=== TASK PROMPT ===
In the records that follow, show each line where the word "encoder" is present.

=== DATA TO USE ===
//! Services for Notary

pub mod attestation;

pub use attestation::{
    AttestationService, DelegatedOutcome, OffchainOutcome, OnchainOutcome, SchemaOutcome, ServiceConfig, TxOutcome,
};
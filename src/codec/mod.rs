//! Schema codec
//!
//! Turns validated meeting claims into the canonical byte layout a registered
//! schema expects. Any deviation in width or field order yields bytes that
//! belong to a different schema, so layouts are resolved from the schema spec
//! and never guessed.

pub mod abi;
pub mod claim;
pub mod encoder;
pub mod schema;

pub use claim::Claim;
pub use encoder::{decode, encode, EncodedPayload, MeetingFields, MeetingLayout};
pub use schema::{schema_uid, FieldType, Schema, SchemaField};
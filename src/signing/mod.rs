//! Signing identities, typed-data hashing, attestation signing and nonces

pub mod nonce;
pub mod signer;
pub mod typed_data;
pub mod wallet;

pub use nonce::NonceTracker;
pub use signer::{
    offchain_uid, AttestationRequest, AttestationSigner, DelegatedAttestation, DelegationTarget,
    OffchainAttestation, OffchainVersion,
};
pub use typed_data::Eip712Domain;
pub use wallet::{recover, verify, Signature, Wallet};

=== RESULT ===
pub mod encoder;
pub use encoder::{decode, encode, EncodedPayload, MeetingFields, MeetingLayout};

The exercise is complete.